[Stored dataset items]
* * * *

//! Capture Session
//!
//! Tracks one capture from shutter to storage:
//! `Idle → Captured → Extracting → ReadyToSubmit → Submitting → Stored | Failed`.
//! The session owns the capture buffers; they are dropped on retake and once
//! the photo is stored.

use serde::{Deserialize, Deserializer, Serialize};

use super::frame::CroppedPhoto;
use crate::photos::{PhotoLocation, PhotoMetadata, PhotoUpload, PutOutcome};
use crate::recognition::{CaptureKind, ColorLabel, ExtractionRecord};

/// Capture progress
#[derive(Debug, Clone, Copy, PartialEq, Eq, Serialize)]
#[serde(rename_all = "kebab-case")]
pub enum CaptureState {
    Idle,
    Captured,
    Extracting,
    ReadyToSubmit,
    Submitting,
    Stored,
    Failed,
}

impl CaptureState {
    /// Nothing has been handed to the photo store yet
    pub fn is_pre_submission(&self) -> bool {
        matches!(
            self,
            CaptureState::Idle
                | CaptureState::Captured
                | CaptureState::Extracting
                | CaptureState::ReadyToSubmit
                | CaptureState::Failed
        )
    }
}

/// Session errors
#[derive(Debug, Clone, PartialEq, Eq, thiserror::Error)]
pub enum SessionError {
    #[error("Cannot {action} while {from:?}")]
    InvalidTransition {
        from: CaptureState,
        action: &'static str,
    },
}

/// A single field change made by the operator
#[derive(Debug, Clone, PartialEq)]
pub enum FieldEdit {
    ContainerNumber(Option<String>),
    IsoCode(Option<String>),
    Plate(Option<String>),
    Color(Option<ColorLabel>),
}

/// Operator-confirmed values sent with a submit.
///
/// Each field is tri-state: absent keeps the extracted value, `null` clears
/// it, and a value replaces it.
#[derive(Debug, Clone, Default, PartialEq, Deserialize)]
#[serde(rename_all = "camelCase")]
pub struct ConfirmedFields {
    #[serde(default, deserialize_with = "present")]
    pub container_number: Option<Option<String>>,
    #[serde(default, deserialize_with = "present")]
    pub iso_code: Option<Option<String>>,
    #[serde(default, deserialize_with = "present")]
    pub plate: Option<Option<String>>,
    #[serde(default, deserialize_with = "present")]
    pub color: Option<Option<ColorLabel>>,
}

/// A field that appears in the body, `null` included
fn present<'de, D, T>(deserializer: D) -> Result<Option<Option<T>>, D::Error>
where
    D: Deserializer<'de>,
    T: Deserialize<'de>,
{
    Option::<T>::deserialize(deserializer).map(Some)
}

impl ConfirmedFields {
    /// Edits for the fields the operator touched
    pub fn into_edits(self) -> Vec<FieldEdit> {
        let mut edits = Vec::new();
        if let Some(value) = self.container_number {
            edits.push(FieldEdit::ContainerNumber(value));
        }
        if let Some(value) = self.iso_code {
            edits.push(FieldEdit::IsoCode(value));
        }
        if let Some(value) = self.plate {
            edits.push(FieldEdit::Plate(value));
        }
        if let Some(value) = self.color {
            edits.push(FieldEdit::Color(value));
        }
        edits
    }
}

/// One capture in progress
#[derive(Debug)]
pub struct CaptureSession {
    subject_id: String,
    location: PhotoLocation,
    kind: CaptureKind,
    state: CaptureState,
    photo: Option<CroppedPhoto>,
    extraction: Option<ExtractionRecord>,
    fields: PhotoMetadata,
    stored: Option<PutOutcome>,
    last_error: Option<String>,
}

impl CaptureSession {
    pub fn new(subject_id: impl Into<String>, location: PhotoLocation, kind: CaptureKind) -> Self {
        Self {
            subject_id: subject_id.into(),
            location,
            kind,
            state: CaptureState::Idle,
            photo: None,
            extraction: None,
            fields: PhotoMetadata::default(),
            stored: None,
            last_error: None,
        }
    }

    pub fn subject_id(&self) -> &str {
        &self.subject_id
    }

    pub fn location(&self) -> PhotoLocation {
        self.location
    }

    pub fn kind(&self) -> CaptureKind {
        self.kind
    }

    pub fn state(&self) -> CaptureState {
        self.state
    }

    pub fn photo(&self) -> Option<&CroppedPhoto> {
        self.photo.as_ref()
    }

    pub fn extraction(&self) -> Option<&ExtractionRecord> {
        self.extraction.as_ref()
    }

    /// Operator-editable field values
    pub fn fields(&self) -> &PhotoMetadata {
        &self.fields
    }

    pub fn stored(&self) -> Option<&PutOutcome> {
        self.stored.as_ref()
    }

    pub fn last_error(&self) -> Option<&str> {
        self.last_error.as_deref()
    }

    fn expect_state(&self, expected: CaptureState, action: &'static str) -> Result<(), SessionError> {
        if self.state == expected {
            Ok(())
        } else {
            Err(SessionError::InvalidTransition {
                from: self.state,
                action,
            })
        }
    }

    /// Idle → Captured
    pub fn capture(&mut self, photo: CroppedPhoto) -> Result<(), SessionError> {
        self.expect_state(CaptureState::Idle, "capture")?;
        self.photo = Some(photo);
        self.state = CaptureState::Captured;
        Ok(())
    }

    /// Captured → Extracting; returns the bytes to send to the providers
    pub fn begin_extraction(&mut self) -> Result<&[u8], SessionError> {
        self.expect_state(CaptureState::Captured, "start extraction")?;
        self.state = CaptureState::Extracting;
        Ok(self
            .photo
            .as_ref()
            .map(|photo| photo.bytes.as_slice())
            .unwrap_or_default())
    }

    /// Extracting → ReadyToSubmit, pre-filling the editable fields
    pub fn finish_extraction(&mut self, record: ExtractionRecord) -> Result<(), SessionError> {
        self.expect_state(CaptureState::Extracting, "finish extraction")?;

        let visible = |field: &crate::recognition::ResolvedField| {
            Some(field.value.corrected_value.clone()).filter(|v| !v.is_empty())
        };
        self.fields = PhotoMetadata {
            container_number: visible(&record.container_number),
            iso_code: visible(&record.iso_code),
            plate: visible(&record.plate),
            color: record.color.as_ref().map(|c| c.label),
        };
        self.extraction = Some(record);
        self.state = CaptureState::ReadyToSubmit;
        Ok(())
    }

    /// Operator edit; only allowed while reviewing
    pub fn edit(&mut self, edit: FieldEdit) -> Result<(), SessionError> {
        self.expect_state(CaptureState::ReadyToSubmit, "edit fields")?;
        let clean = |value: Option<String>| {
            value
                .map(|v| v.trim().to_uppercase())
                .filter(|v| !v.is_empty())
        };
        match edit {
            FieldEdit::ContainerNumber(value) => self.fields.container_number = clean(value),
            FieldEdit::IsoCode(value) => self.fields.iso_code = clean(value),
            FieldEdit::Plate(value) => self.fields.plate = clean(value),
            FieldEdit::Color(value) => self.fields.color = value,
        }
        Ok(())
    }

    /// ReadyToSubmit → Submitting; returns what to hand the photo store
    pub fn begin_submit(&mut self) -> Result<(PhotoUpload, PhotoMetadata), SessionError> {
        self.expect_state(CaptureState::ReadyToSubmit, "submit")?;
        let photo = self.photo.as_ref().ok_or(SessionError::InvalidTransition {
            from: self.state,
            action: "submit without a photo",
        })?;

        self.state = CaptureState::Submitting;
        self.last_error = None;
        Ok((
            PhotoUpload::new(photo.bytes.clone(), photo.mime_type.clone()),
            self.fields.clone(),
        ))
    }

    /// Submitting → Stored; buffers are released
    pub fn submit_succeeded(&mut self, outcome: PutOutcome) -> Result<(), SessionError> {
        self.expect_state(CaptureState::Submitting, "complete submit")?;
        self.photo = None;
        self.stored = Some(outcome);
        self.state = CaptureState::Stored;
        Ok(())
    }

    /// Submitting → Failed; buffers are kept for a retry
    pub fn submit_failed(&mut self, error: impl Into<String>) -> Result<(), SessionError> {
        self.expect_state(CaptureState::Submitting, "fail submit")?;
        self.last_error = Some(error.into());
        self.state = CaptureState::Failed;
        Ok(())
    }

    /// Failed → ReadyToSubmit
    pub fn retry_submit(&mut self) -> Result<(), SessionError> {
        self.expect_state(CaptureState::Failed, "retry submit")?;
        self.state = CaptureState::ReadyToSubmit;
        Ok(())
    }

    /// Back to Idle from any pre-submission state, discarding buffers
    pub fn retake(&mut self) -> Result<(), SessionError> {
        if !self.state.is_pre_submission() {
            return Err(SessionError::InvalidTransition {
                from: self.state,
                action: "retake",
            });
        }
        self.photo = None;
        self.extraction = None;
        self.fields = PhotoMetadata::default();
        self.last_error = None;
        self.state = CaptureState::Idle;
        Ok(())
    }
}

* * * *

**What to work on:** Where does "impl" appear in the records above? Copy each line that holds it.

**Answer area:**
impl CaptureState {
impl ConfirmedFields {
impl CaptureSession {
    pub fn new(subject_id: impl Into<String>, location: PhotoLocation, kind: CaptureKind) -> Self {
    pub fn submit_failed(&mut self, error: impl Into<String>) -> Result<(), SessionError> {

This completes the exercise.